Scan the lines below and report each one containing "InferConfigSnafu" by copying it.

Stored data:

================================

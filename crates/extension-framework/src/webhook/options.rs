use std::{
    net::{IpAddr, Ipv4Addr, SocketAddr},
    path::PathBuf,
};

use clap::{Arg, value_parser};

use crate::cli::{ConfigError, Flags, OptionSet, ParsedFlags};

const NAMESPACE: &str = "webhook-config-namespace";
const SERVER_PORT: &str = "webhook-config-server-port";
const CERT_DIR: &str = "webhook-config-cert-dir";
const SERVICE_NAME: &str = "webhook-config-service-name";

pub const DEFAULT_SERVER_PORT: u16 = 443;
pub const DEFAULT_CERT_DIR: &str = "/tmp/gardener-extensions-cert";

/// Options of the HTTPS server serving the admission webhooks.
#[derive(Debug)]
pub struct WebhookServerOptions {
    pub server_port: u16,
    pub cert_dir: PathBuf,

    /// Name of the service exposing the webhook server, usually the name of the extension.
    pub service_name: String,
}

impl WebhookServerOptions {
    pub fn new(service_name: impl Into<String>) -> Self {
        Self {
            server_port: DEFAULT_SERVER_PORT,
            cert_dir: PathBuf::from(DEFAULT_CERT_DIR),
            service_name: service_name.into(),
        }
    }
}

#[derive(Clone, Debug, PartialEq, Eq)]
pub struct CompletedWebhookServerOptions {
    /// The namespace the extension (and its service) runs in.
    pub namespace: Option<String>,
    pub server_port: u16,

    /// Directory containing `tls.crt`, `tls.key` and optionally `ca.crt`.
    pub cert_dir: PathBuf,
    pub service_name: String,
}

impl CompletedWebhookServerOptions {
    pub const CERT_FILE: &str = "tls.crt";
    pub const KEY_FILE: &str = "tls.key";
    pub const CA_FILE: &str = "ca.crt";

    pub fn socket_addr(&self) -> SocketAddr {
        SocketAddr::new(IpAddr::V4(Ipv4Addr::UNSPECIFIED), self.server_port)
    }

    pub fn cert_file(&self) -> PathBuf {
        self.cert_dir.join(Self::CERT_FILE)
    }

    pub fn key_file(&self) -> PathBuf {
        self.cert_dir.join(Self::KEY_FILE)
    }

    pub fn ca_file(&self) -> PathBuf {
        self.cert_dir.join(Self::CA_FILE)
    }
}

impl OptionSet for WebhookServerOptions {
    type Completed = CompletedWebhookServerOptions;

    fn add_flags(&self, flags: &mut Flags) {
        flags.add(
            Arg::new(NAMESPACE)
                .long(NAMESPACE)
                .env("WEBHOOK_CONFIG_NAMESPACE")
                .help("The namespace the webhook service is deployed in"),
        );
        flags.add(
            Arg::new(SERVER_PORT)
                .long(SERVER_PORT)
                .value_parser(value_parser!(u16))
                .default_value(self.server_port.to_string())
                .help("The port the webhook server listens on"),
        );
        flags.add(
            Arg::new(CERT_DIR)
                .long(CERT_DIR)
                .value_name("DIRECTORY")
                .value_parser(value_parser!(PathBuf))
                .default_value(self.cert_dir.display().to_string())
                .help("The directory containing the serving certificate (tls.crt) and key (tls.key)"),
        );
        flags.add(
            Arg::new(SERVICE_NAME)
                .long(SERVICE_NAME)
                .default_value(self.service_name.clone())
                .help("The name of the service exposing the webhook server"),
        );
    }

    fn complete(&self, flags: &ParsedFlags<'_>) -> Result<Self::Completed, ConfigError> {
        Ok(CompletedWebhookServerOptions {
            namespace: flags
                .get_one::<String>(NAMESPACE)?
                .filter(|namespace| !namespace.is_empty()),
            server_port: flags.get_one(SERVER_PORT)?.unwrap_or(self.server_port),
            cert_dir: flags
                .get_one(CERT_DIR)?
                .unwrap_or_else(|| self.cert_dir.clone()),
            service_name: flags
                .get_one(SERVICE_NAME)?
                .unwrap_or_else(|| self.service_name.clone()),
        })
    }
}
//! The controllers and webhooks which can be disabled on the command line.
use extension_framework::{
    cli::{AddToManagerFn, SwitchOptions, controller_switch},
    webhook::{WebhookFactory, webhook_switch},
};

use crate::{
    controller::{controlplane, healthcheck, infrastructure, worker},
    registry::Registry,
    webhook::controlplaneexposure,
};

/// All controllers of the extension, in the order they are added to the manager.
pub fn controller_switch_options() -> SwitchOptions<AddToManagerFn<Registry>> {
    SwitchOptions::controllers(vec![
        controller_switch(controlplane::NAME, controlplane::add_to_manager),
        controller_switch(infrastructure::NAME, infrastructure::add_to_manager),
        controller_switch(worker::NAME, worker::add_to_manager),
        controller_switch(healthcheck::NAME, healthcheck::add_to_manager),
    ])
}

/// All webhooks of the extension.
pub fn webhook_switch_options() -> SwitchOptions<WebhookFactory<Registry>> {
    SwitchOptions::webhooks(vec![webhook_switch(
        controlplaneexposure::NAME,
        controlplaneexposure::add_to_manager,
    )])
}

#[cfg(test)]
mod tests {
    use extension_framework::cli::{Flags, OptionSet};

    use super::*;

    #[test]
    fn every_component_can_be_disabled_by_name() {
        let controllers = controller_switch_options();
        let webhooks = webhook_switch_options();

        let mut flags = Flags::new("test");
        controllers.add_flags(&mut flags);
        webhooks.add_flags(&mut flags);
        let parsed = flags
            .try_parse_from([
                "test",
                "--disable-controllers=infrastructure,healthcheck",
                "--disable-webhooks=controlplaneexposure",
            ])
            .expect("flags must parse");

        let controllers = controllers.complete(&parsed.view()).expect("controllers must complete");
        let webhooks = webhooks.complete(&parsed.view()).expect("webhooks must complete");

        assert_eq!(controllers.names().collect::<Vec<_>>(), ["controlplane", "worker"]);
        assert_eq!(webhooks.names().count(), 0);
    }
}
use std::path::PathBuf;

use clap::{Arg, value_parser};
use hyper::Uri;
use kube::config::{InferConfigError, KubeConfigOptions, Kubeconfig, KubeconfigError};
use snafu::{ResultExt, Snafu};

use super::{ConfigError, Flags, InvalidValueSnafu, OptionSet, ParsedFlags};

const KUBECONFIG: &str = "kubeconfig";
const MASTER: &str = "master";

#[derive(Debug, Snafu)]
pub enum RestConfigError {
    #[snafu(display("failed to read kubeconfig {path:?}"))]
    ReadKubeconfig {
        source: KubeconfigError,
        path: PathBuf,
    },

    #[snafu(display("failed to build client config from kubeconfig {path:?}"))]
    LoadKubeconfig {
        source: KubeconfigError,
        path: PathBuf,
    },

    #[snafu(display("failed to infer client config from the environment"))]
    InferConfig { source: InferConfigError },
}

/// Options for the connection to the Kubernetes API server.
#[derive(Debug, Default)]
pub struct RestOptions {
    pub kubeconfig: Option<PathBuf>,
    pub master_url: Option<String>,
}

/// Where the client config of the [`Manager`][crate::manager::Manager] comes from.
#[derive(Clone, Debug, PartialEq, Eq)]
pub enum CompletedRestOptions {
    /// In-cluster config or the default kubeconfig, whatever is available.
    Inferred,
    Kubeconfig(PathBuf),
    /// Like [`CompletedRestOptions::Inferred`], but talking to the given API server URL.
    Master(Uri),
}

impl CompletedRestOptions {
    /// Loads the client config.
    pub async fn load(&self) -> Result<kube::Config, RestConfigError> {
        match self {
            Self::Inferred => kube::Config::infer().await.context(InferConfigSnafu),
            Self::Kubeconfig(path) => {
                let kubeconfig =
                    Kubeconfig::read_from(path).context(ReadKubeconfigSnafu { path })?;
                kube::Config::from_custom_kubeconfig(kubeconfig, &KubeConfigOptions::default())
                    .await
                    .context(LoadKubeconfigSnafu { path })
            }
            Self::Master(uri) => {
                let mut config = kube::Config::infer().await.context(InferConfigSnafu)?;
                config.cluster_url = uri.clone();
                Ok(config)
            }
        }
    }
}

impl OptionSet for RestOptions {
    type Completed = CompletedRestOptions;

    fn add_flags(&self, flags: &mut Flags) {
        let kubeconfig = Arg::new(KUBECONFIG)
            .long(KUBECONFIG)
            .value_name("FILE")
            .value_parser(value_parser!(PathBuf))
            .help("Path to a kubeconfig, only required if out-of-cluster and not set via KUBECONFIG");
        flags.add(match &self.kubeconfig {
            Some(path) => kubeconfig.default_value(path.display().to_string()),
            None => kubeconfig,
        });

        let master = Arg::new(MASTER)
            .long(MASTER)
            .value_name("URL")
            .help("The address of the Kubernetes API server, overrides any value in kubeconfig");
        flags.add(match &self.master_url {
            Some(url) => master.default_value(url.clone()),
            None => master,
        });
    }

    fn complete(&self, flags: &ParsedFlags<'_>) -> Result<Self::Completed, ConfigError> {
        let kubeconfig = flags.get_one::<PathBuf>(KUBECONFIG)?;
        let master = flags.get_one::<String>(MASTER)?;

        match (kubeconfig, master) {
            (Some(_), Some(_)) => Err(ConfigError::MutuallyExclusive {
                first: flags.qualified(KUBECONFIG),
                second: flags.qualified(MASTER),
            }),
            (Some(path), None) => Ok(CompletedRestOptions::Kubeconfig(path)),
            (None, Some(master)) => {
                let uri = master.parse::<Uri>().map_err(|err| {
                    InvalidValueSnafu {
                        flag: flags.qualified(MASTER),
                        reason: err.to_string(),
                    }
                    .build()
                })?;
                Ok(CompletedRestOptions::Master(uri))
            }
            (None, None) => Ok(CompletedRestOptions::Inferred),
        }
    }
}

================================

## SOLUTION TO THE EXERCISE
            Self::Inferred => kube::Config::infer().await.context(InferConfigSnafu),
                let mut config = kube::Config::infer().await.context(InferConfigSnafu)?;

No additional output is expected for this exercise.